Plural of goose = geese

Now, you're not going to cause any damage if you say, "I fed the gooses this morning", but you can really make a mess when you misuse the JavaScript window object. The window object is a product of the browser JavaScript engine, it provides us with methods and properties that allow us to interact directly with the web browser. But, it often creates a confusion for the following reasons:

• It lacks cohesion among it's properties and methods:
• window.length() returns the number of frames that the window contains. Huh? The window object contains a frames object. Why would window.length() be assigned the number of elements in that frames object.

• window.open() creates a new window. It's confusing to use one instance of an object to create another instance of the same object.

• what happens when we decide provide access to other browser tabs that have loaded the same domain? window.tabs() doesn't really make much sense, yet window is the "top-most" object.

• That lack of cohesion is made worse once you add "global" objects in your own code
• When you define a variable outside of a local scope, it becomes a global variable, accessible by any and all other objects, across all scripts loaded in that page request.

• The window object becomes the new home for these global variables:
``` a = 1; window.a 1```
``` a === window.a true ```

` `

• You're a smart programmer, so you use the local scope provided by the var keyword:

```function doThis() {   var b = 1; } window.b undefined```

but,

```window.doThis === doThis true```

So, the window object is a little greedy, it not only wants your global variables, but your global functions. It seems like a catch-22. How can I keep the global space clean by using, then disposing a local variable, if doing so requires that I create a global function?
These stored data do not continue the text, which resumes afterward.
//! モデルとメタデータの永続化
//!
//! Tar.gz形式でモデルとメタデータを1ファイルに統合して保存・読み込みします。
//!
//! ファイル構成（tar.gz内部）:
//! - metadata.json   - メタデータ（クラス名、モデル構造、学習設定など）
//! - model.bin       - モデルの重み（バイナリ）

use anyhow::{Context, Result};
use flate2::read::GzDecoder;
use flate2::write::GzEncoder;
use flate2::Compression;
use std::fs::File;
use std::io::{Read, Write};
use std::path::{Path, PathBuf};
use tar::{Archive, Builder, Header};

use crate::model::model_metadata::ModelMetadata;

const METADATA_ENTRY: &str = "metadata.json";
const MODEL_ENTRY: &str = "model.bin";

/// `.gz` で終わらないパスには `.tar.gz` を付ける
pub fn archive_path(output_path: &Path) -> PathBuf {
    if output_path.extension().and_then(|s| s.to_str()) == Some("gz") {
        output_path.to_path_buf()
    } else {
        output_path.with_extension("tar.gz")
    }
}

/// メタデータと共にモデルをTar.gz形式で保存
///
/// 1つのtar.gzファイルに以下を含む：
/// - metadata.json : メタデータ
/// - model.bin : モデルの重み
///
/// 実際に書き込んだパスを返します。
pub fn save_model_with_metadata(
    output_path: &Path,
    metadata: &ModelMetadata,
    model_binary: &[u8],
) -> Result<PathBuf> {
    let tar_gz_path = archive_path(output_path);

    if let Some(parent) = tar_gz_path.parent() {
        std::fs::create_dir_all(parent)
            .with_context(|| format!("Failed to create parent directory: {:?}", parent))?;
    }

    let file = File::create(&tar_gz_path)
        .with_context(|| format!("Failed to create tar.gz file: {:?}", tar_gz_path))?;
    let mut builder = Builder::new(GzEncoder::new(file, Compression::default()));

    let json = metadata.to_json_string()?;
    append_entry(&mut builder, METADATA_ENTRY, json.as_bytes())?;
    append_entry(&mut builder, MODEL_ENTRY, model_binary)?;

    builder
        .into_inner()
        .context("Failed to finalize tar.gz archive")?
        .finish()
        .context("Failed to finish gzip stream")?;

    Ok(tar_gz_path)
}

fn append_entry<W: Write>(builder: &mut Builder<W>, name: &str, bytes: &[u8]) -> Result<()> {
    let mut header = Header::new_gnu();
    header.set_path(name)?;
    header.set_size(bytes.len() as u64);
    header.set_mode(0o644);
    header.set_cksum();
    builder
        .append(&header, bytes)
        .with_context(|| format!("Failed to add {} to tar", name))
}

/// アーカイブ内の指定エントリを読み込む
fn read_entries(tar_gz_path: &Path, wanted: &[&str]) -> Result<Vec<(String, Vec<u8>)>> {
    let file = File::open(tar_gz_path)
        .with_context(|| format!("Failed to open tar.gz file: {:?}", tar_gz_path))?;
    let mut archive = Archive::new(GzDecoder::new(file));

    let mut found = Vec::new();
    for entry in archive.entries()? {
        let mut entry = entry?;
        let name = entry.path()?.to_string_lossy().to_string();
        if wanted.contains(&name.as_str()) {
            let mut buffer = Vec::new();
            entry.read_to_end(&mut buffer)?;
            found.push((name, buffer));
        }
    }
    Ok(found)
}

fn take_entry(entries: &mut Vec<(String, Vec<u8>)>, name: &str) -> Result<Vec<u8>> {
    let index = entries
        .iter()
        .position(|(entry, _)| entry == name)
        .ok_or_else(|| anyhow::anyhow!("{} not found in tar.gz archive", name))?;
    Ok(entries.swap_remove(index).1)
}

fn parse_metadata(bytes: Vec<u8>) -> Result<ModelMetadata> {
    let json = String::from_utf8(bytes).context("metadata.json is not valid UTF-8")?;
    ModelMetadata::from_json_string(&json)
}

/// Tar.gzからモデルメタデータを読み込む
pub fn load_metadata(tar_gz_path: &Path) -> Result<ModelMetadata> {
    let mut entries = read_entries(tar_gz_path, &[METADATA_ENTRY])?;
    parse_metadata(take_entry(&mut entries, METADATA_ENTRY)?)
}

/// Tar.gzからモデルバイナリを読み込む
pub fn load_model_binary(tar_gz_path: &Path) -> Result<Vec<u8>> {
    let mut entries = read_entries(tar_gz_path, &[MODEL_ENTRY])?;
    take_entry(&mut entries, MODEL_ENTRY)
}

/// メタデータとモデルバイナリを共に読み込む
pub fn load_model_with_metadata(tar_gz_path: &Path) -> Result<(ModelMetadata, Vec<u8>)> {
    let mut entries = read_entries(tar_gz_path, &[METADATA_ENTRY, MODEL_ENTRY])?;
    let metadata = parse_metadata(take_entry(&mut entries, METADATA_ENTRY)?)?;
    let binary = take_entry(&mut entries, MODEL_ENTRY)?;
    Ok((metadata, binary))
}

/// メタデータをコンソールに表示
pub fn print_metadata_info(metadata: &ModelMetadata) {
    println!("\n=== モデルメタデータ ===");
    println!("クラス ({}): {}", metadata.class_names.len(), metadata.class_names.join(", "));
    println!("モデル入力サイズ: {}x{}", metadata.image_size, metadata.image_size);
    println!("特徴抽出器:");
    println!("  ブロック数: {}", metadata.num_blocks);
    println!("  基本チャネル数: {}", metadata.base_channels);
    println!("  固定: {}", if metadata.freeze_extractor { "はい" } else { "いいえ" });
    if let Some(ref handle) = metadata.extractor_handle {
        println!("  事前学習済み重み: {}", handle);
    }
    println!("学習エポック数: {}", metadata.num_epochs);
    println!("バッチサイズ: {}", metadata.batch_size);
    println!("分割: シード {} / 検証割合 {}", metadata.seed, metadata.validation_fraction);
    println!("学習日時: {}", metadata.trained_at);
    println!("========================");
}

#[cfg(test)]
mod tests {
    use super::*;
    use crate::ml::{ExtractorConfig, TransferModelConfig};

    fn sample_metadata() -> ModelMetadata {
        let config = TransferModelConfig::new(2, ExtractorConfig::new().with_input_size(32));
        ModelMetadata::new(vec!["cat".into(), "dog".into()], &config, None, 2, 8, 7, 0.25)
    }

    #[test]
    fn test_save_and_load_archive() {
        let dir = tempfile::tempdir().unwrap();
        let path = dir.path().join("nested").join("model.tar.gz");
        let metadata = sample_metadata();
        let binary = vec![1u8, 2, 3, 4, 5];

        let written = save_model_with_metadata(&path, &metadata, &binary).unwrap();
        assert_eq!(written, path);

        assert_eq!(load_metadata(&path).unwrap(), metadata);
        assert_eq!(load_model_binary(&path).unwrap(), binary);
        let (loaded_metadata, loaded_binary) = load_model_with_metadata(&path).unwrap();
        assert_eq!(loaded_metadata, metadata);
        assert_eq!(loaded_binary, binary);
    }

    #[test]
    fn test_extension_is_added() {
        let dir = tempfile::tempdir().unwrap();
        let written =
            save_model_with_metadata(&dir.path().join("model"), &sample_metadata(), &[0u8])
                .unwrap();
        assert_eq!(written, dir.path().join("model.tar.gz"));
        assert!(written.exists());
    }

    #[test]
    fn test_missing_archive_is_error() {
        let dir = tempfile::tempdir().unwrap();
        assert!(load_metadata(&dir.path().join("none.tar.gz")).is_err());
    }
}
impl ProgramTypeInfoApi {
    /// Bind to `program`, recording dependencies into `tracker`.
    pub fn new(program: Arc<dyn Program>, tracker: Arc<DependencyTracker>) -> Self {
        Self::with_source(ProgramSource::Fixed(program), tracker)
    }

    pub(crate) fn lazy(provider: Arc<ProgramProvider>, tracker: Arc<DependencyTracker>) -> Self {
        Self::with_source(
            ProgramSource::Lazy {
                provider,
                program: OnceLock::new(),
            },
            tracker,
        )
    }

    fn with_source(program: ProgramSource, tracker: Arc<DependencyTracker>) -> Self {
        Self {
            program,
            options: TypeInfoOptions::default(),
            type_targets: Vec::new(),
            resolved_targets: Mutex::new(FxHashMap::default()),
            tracker,
        }
    }

    /// Set serialization options.
    pub fn with_options(mut self, options: TypeInfoOptions) -> Self {
        self.options = options;
        self
    }

    /// Register the targets `is_assignable_to` can classify against.
    pub fn with_type_targets(mut self, targets: Vec<TypeTargetSpec>) -> Self {
        self.type_targets = targets;
        self
    }

    fn program(&self) -> Result<&Arc<dyn Program>, TypeInfoError> {
        self.program.get().ok_or_else(TypeInfoError::unavailable)
    }

    fn snapshot(&self, program: &dyn Program, path: &Path) -> FileSnapshot {
        let symbols = program.exports(path).unwrap_or_default();
        let exports = preferred_exports(&symbols)
            .into_iter()
            .map(|symbol| ExportedType {
                name: symbol.name.clone(),
                type_node: Serializer::new(program, self.options.max_type_depth)
                    .serialize(symbol.ty),
                type_id: Some(symbol.ty),
            })
            .collect();
        FileSnapshot {
            file_path: path.to_path_buf(),
            exports,
        }
    }

    fn target(&self, program: &dyn Program, target_id: &str) -> Option<TypeId> {
        if let Some(cached) = self.resolved_targets.lock().get(target_id) {
            return *cached;
        }
        let resolved = self
            .type_targets
            .iter()
            .find(|spec| spec.id == target_id)
            .and_then(|spec| locate_target(program, spec));
        if resolved.is_none() {
            tracing::debug!(target_id, "type target not found in program");
        }
        self.resolved_targets
            .lock()
            .insert(target_id.to_string(), resolved);
        resolved
    }
}

impl fmt::Debug for ProgramTypeInfoApi {
    fn fmt(&self, f: &mut fmt::Formatter<'_>) -> fmt::Result {
        f.debug_struct("ProgramTypeInfoApi")
            .field("options", &self.options)
            .field("type_targets", &self.type_targets)
            .finish_non_exhaustive()
    }
}

impl TypeInfoApi for ProgramTypeInfoApi {
    fn file(&self, relative_path: &str, options: &FileOptions) -> Result<FileSnapshot, TypeInfoError> {
        let path = resolve_within(&options.base_dir, relative_path)?;
        let program = self.program()?;
        let Some(program_path) = program_file(program.as_ref(), &path) else {
            return Err(TypeInfoError::new(
                TypeInfoErrorCode::FileNotInProgram,
                format!("`{}` is not part of the program", path.display()),
            ));
        };

        let snapshot = self.snapshot(program.as_ref(), &program_path);
        self.tracker.record(DependencyDescriptor::file(path));
        Ok(snapshot)
    }

    fn directory(&self, patterns: &[&str], options: &DirectoryOptions) -> Vec<FileSnapshot> {
        let base_text = options.base_dir.as_os_str();
        if base_text.is_empty() || base_text.to_string_lossy().contains('\0') {
            return Vec::new();
        }
        let base = normalize_path(&options.base_dir);
        if !base.is_dir() {
            return Vec::new();
        }

        let mut builder = GlobSetBuilder::new();
        let mut valid = Vec::new();
        for pattern in patterns {
            match Glob::new(pattern) {
                Ok(glob) => {
                    builder.add(glob);
                    valid.push(*pattern);
                }
                Err(err) => self
                    .tracker
                    .warn(format!("ignored invalid glob pattern `{pattern}`: {err}")),
            }
        }
        let Ok(set) = builder.build() else {
            return Vec::new();
        };

        if options.watch {
            for pattern in &valid {
                self.tracker.record(DependencyDescriptor::glob(
                    base.clone(),
                    *pattern,
                    options.recursive,
                ));
            }
        }

        let max_depth = if options.recursive { usize::MAX } else { 1 };
        let mut matches: Vec<String> = WalkDir::new(&base)
            .min_depth(1)
            .max_depth(max_depth)
            .into_iter()
            .filter_map(Result::ok)
            .filter(|entry| entry.path().is_file())
            .filter_map(|entry| {
                let relative = entry.path().strip_prefix(&base).ok()?;
                let relative = relative.to_string_lossy().replace('\\', "/");
                set.is_match(&relative).then_some(relative)
            })
            .collect();
        matches.sort();

        let file_options = FileOptions::new(base.clone());
        let mut snapshots: Vec<FileSnapshot> = matches
            .into_iter()
            .filter_map(|relative| match self.file(&relative, &file_options) {
                Ok(snapshot) => Some(snapshot),
                Err(err) => {
                    tracing::debug!(file = %relative, %err, "directory scan skipped file");
                    self.tracker.warn(format!("skipped `{relative}`: {err}"));
                    None
                }
            })
            .collect();
        snapshots.sort_by(|a, b| a.file_path.cmp(&b.file_path));
        snapshots
    }

    fn resolve_export(
        &self,
        relative_path: &str,
        export_name: &str,
        options: &FileOptions,
    ) -> Result<Option<ExportedType>, TypeInfoError> {
        let snapshot = self.file(relative_path, options)?;
        Ok(snapshot
            .exports
            .into_iter()
            .find(|export| export.name == export_name))
    }

    fn is_assignable_to(&self, exported: &ExportedType, target_id: &str) -> bool {
        let Some(source) = exported.type_id else {
            return false;
        };
        let Ok(program) = self.program() else {
            return false;
        };
        match self.target(program.as_ref(), target_id) {
            Some(target) => program.is_type_assignable_to(source, target),
            None => false,
        }
    }
}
The JavaScript dudes thought about this though, and decided to allow a function to be created and called without ever assigning it a name and position in the global space (window object).

They call this the anonymous function:

```(function() {      var a = 1; })();    window.a; undefined```

Essentially, what we did was create a function without a name, but wrapped the entire function definition in parenthesis. We did this, so we can call it with the ( ) function-call syntax we're familiar with, directly after we define it.

So, we not only kept a variable from being added to the global space, but also prevent a function name from taking a seat at the global table.